Cover crops play a pivotal role as climate change reshapes growing conditions. These strategically chosen crops, planted between main season crops, cover and protect the soil from erosion and degradation, suppress weed growth, and attract beneficial insects, lessening the reliance on herbicides and insecticides that negatively impact the environment. As cover crops grow, the root system taps into nutrients in the soil, reducing nutrient leach while safeguarding our valuable water resources. At the same time, these roots enhance soil aeration, promote microbial activity, and contribute to improved soil health and carbon sequestration. 

The choice of cover crops depends on your micro-climate, cropping system, soil health goals, and nutrient management needs. Winter rye, crimson clover, hairy vetch, Austrian winter pea, buckwheat, sunflower, daikon, sorghum-sudangrass, and lupine are a few good candidates that will fix nitrogen, increase biomass, alleviate compaction, decrease weed pressure, and increase biodiversity that attracts pollinators and beneficial insects.

Reduced Tillage

Reduced tillage, aka conservation tillage or no-till farming, is the practice of minimizing soil disturbance. This can be through reduced plowing, cultivation, or inversion, positively impacting soil health, water conservation, and carbon sequestration. Reduced tillage preserves the soil’s structure and organic matter, promotes better water infiltration and retention, reduces water evaporation and erosion, increases the soil’s resilience to compaction, fosters biodiversity, and prevents the release of CO2 into the atmosphere. 

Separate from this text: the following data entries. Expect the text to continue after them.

impl DifficultyLevel {
    pub fn as_str(&self) -> &'static str {
        match self {
            DifficultyLevel::Beginner => "Beginner",
            DifficultyLevel::Intermediate => "Intermediate",
            DifficultyLevel::Advanced => "Advanced",
        }
    }
}

/// One turn of the teacher-script dialogue.
#[derive(Debug, Clone, PartialEq, Serialize, Deserialize)]
pub struct DialogueLine {
    pub speaker: String,
    pub text: String,
}

/// A multiple-choice question used in Part A (listening) and Part F (reading).
///
/// `correct_answer` is free text from the generator; it is not trusted to
/// carry an option letter. The answer-key deriver recovers the letter by
/// correlating it against `options`.
#[derive(Debug, Clone, PartialEq, Serialize, Deserialize)]
#[serde(rename_all = "camelCase")]
pub struct Question {
    pub id: u32,
    pub text: String,
    pub options: Vec<String>,
    pub correct_answer: String,
}

/// One row of the vocabulary table.
#[derive(Debug, Clone, PartialEq, Serialize, Deserialize)]
#[serde(rename_all = "camelCase")]
pub struct VocabularyItem {
    pub word: String,
    pub part_of_speech: String,
    pub definition: String,
    pub chinese: String,
    pub example: String,
}

/// The four vocabulary-quiz item kinds. Closed set.
#[derive(Debug, Clone, Copy, PartialEq, Eq, Serialize, Deserialize)]
#[serde(rename_all = "snake_case")]
pub enum VocabTestType {
    MultipleChoice,
    FillInTheBlank,
    TrueFalse,
    Unscramble,
}
//! Local filesystem sources.

use crate::error::{Error, Result};
use crate::source::{Locator, Release};
use std::fs;
use std::io::Read;
use std::path::{Path, PathBuf};
use std::time::SystemTime;
use tracing::{debug, info, warn};

/// Name of the version marker file (in a directory or at an archive root).
pub const VERSION_FILE: &str = "VERSION";

/// A directory that already holds the unpacked candidate.
#[derive(Debug, Clone)]
pub struct LocalDirSource {
    path: PathBuf,
    version_marker: Option<String>,
}

impl LocalDirSource {
    /// Create a source for `path`.
    ///
    /// `version_marker` is the candidate's version as supplied by the caller;
    /// when absent the `VERSION` file inside the directory is read instead.
    #[must_use]
    pub fn new(path: impl Into<PathBuf>, version_marker: Option<String>) -> Self {
        Self {
            path: path.into(),
            version_marker,
        }
    }

    /// Candidate directory.
    #[must_use]
    pub fn path(&self) -> &Path {
        &self.path
    }

    /// Resolve the candidate version.
    ///
    /// # Errors
    ///
    /// Returns `Error::NotFound` if the directory is absent or no version
    /// marker is available.
    pub fn resolve_latest(&self) -> Result<Release> {
        if !self.path.is_dir() {
            return Err(Error::NotFound(format!(
                "candidate directory {} does not exist",
                self.path.display()
            )));
        }

        let version = match self.version_marker {
            Some(ref marker) => marker.trim().to_string(),
            None => read_version_file(&self.path.join(VERSION_FILE))?,
        };

        debug!("Local candidate {} at version {version}", self.path.display());
        Ok(Release {
            version,
            locator: Locator::Directory(self.path.clone()),
        })
    }
}

fn read_version_file(path: &Path) -> Result<String> {
    match fs::read_to_string(path) {
        Ok(content) => Ok(content.trim().to_string()),
        Err(e) if e.kind() == std::io::ErrorKind::NotFound => Err(Error::NotFound(format!(
            "no version marker supplied and {} is missing",
            path.display()
        ))),
        Err(e) => Err(e.into()),
    }
}

/// The newest `*.zip` archive in a directory.
#[derive(Debug, Clone)]
pub struct ZipGlobSource {
    dir: PathBuf,
}

impl ZipGlobSource {
    /// Create a source scanning `dir`.
    #[must_use]
    pub fn new(dir: impl Into<PathBuf>) -> Self {
        Self { dir: dir.into() }
    }

    /// Glob pattern matched against the directory.
    #[must_use]
    pub fn pattern(&self) -> String {
        let dir = glob::Pattern::escape(&self.dir.to_string_lossy());
        format!("{}/*.zip", dir.trim_end_matches('/'))
    }

    /// Resolve the newest archive.
    ///
    /// The version comes from a `VERSION` entry at the archive root, falling
    /// back to the file stem.
    ///
    /// # Errors
    ///
    /// Returns `Error::NotFound` when nothing matches.
    pub fn resolve_latest(&self) -> Result<Release> {
        let archive = glob_newest_file(&self.pattern())?;
        let version = match version_from_archive(&archive) {
            Some(version) => version,
            None => archive
                .file_stem()
                .map(|stem| stem.to_string_lossy().into_owned())
                .unwrap_or_default(),
        };

        info!(archive = %archive.display(), version = %version, "selected newest archive");
        Ok(Release {
            version,
            locator: Locator::File(archive),
        })
    }
}

/// Return the file matching `pattern` with the most recent modification time.
///
/// On equal times the first match in listing order wins. Name files so only
/// one matches when a deterministic pick matters.
///
/// # Errors
///
/// Returns `Error::Config` for an invalid pattern and `Error::NotFound` when
/// no file matches.
pub fn glob_newest_file(pattern: &str) -> Result<PathBuf> {
    let paths = glob::glob(pattern)
        .map_err(|e| Error::Config(format!("invalid glob pattern '{pattern}': {e}")))?;

    let mut newest: Option<(SystemTime, PathBuf)> = None;
    for entry in paths {
        let path = match entry {
            Ok(path) => path,
            Err(e) => {
                warn!("Skipping unreadable glob entry: {e}");
                continue;
            }
        };

        let modified = match fs::metadata(&path) {
            Ok(meta) if meta.is_file() => meta.modified()?,
            Ok(_) => continue,
            Err(e) => {
                warn!("Skipping {}: {e}", path.display());
                continue;
            }
        };

        let replace = newest.as_ref().map_or(true, |(best, _)| modified > *best);
        if replace {
            newest = Some((modified, path));
        }
    }

    newest
        .map(|(_, path)| path)
        .ok_or_else(|| Error::NotFound(format!("no file matches {pattern}")))
}

/// Read the `VERSION` entry at the root of a zip archive, if any.
fn version_from_archive(path: &Path) -> Option<String> {
    let file = fs::File::open(path).ok()?;
    let mut archive = match zip::ZipArchive::new(file) {
        Ok(archive) => archive,
        Err(e) => {
            debug!("{} is not a readable zip: {e}", path.display());
            return None;
        }
    };

    let mut entry = archive.by_name(VERSION_FILE).ok()?;
    let mut content = String::new();
    entry.read_to_string(&mut content).ok()?;
    let version = content.trim();
    (!version.is_empty()).then(|| version.to_string())
}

Equipment needed for no-till or reduced-till varies depending on crops, conditions, and management goals. Commonly used equipment includes row cleaners, no-till planters and drills, roller crimpers, flail mowers, subsoilers, and strip-tillers, which minimize soil disturbance while improving health and infiltration. Existing equipment is often modified or adapted to meet the needs of the task.  

Crop Rotation

Crop rotation is an essential part of climate-smart farming, where the goal is to enhance productivity while minimizing our environmental impact. The practice of crop rotation offers many benefits and supports the long-term viability of environmentally responsible farming systems. Here are a few reasons why we use crop rotation as a tool to help achieve our goals.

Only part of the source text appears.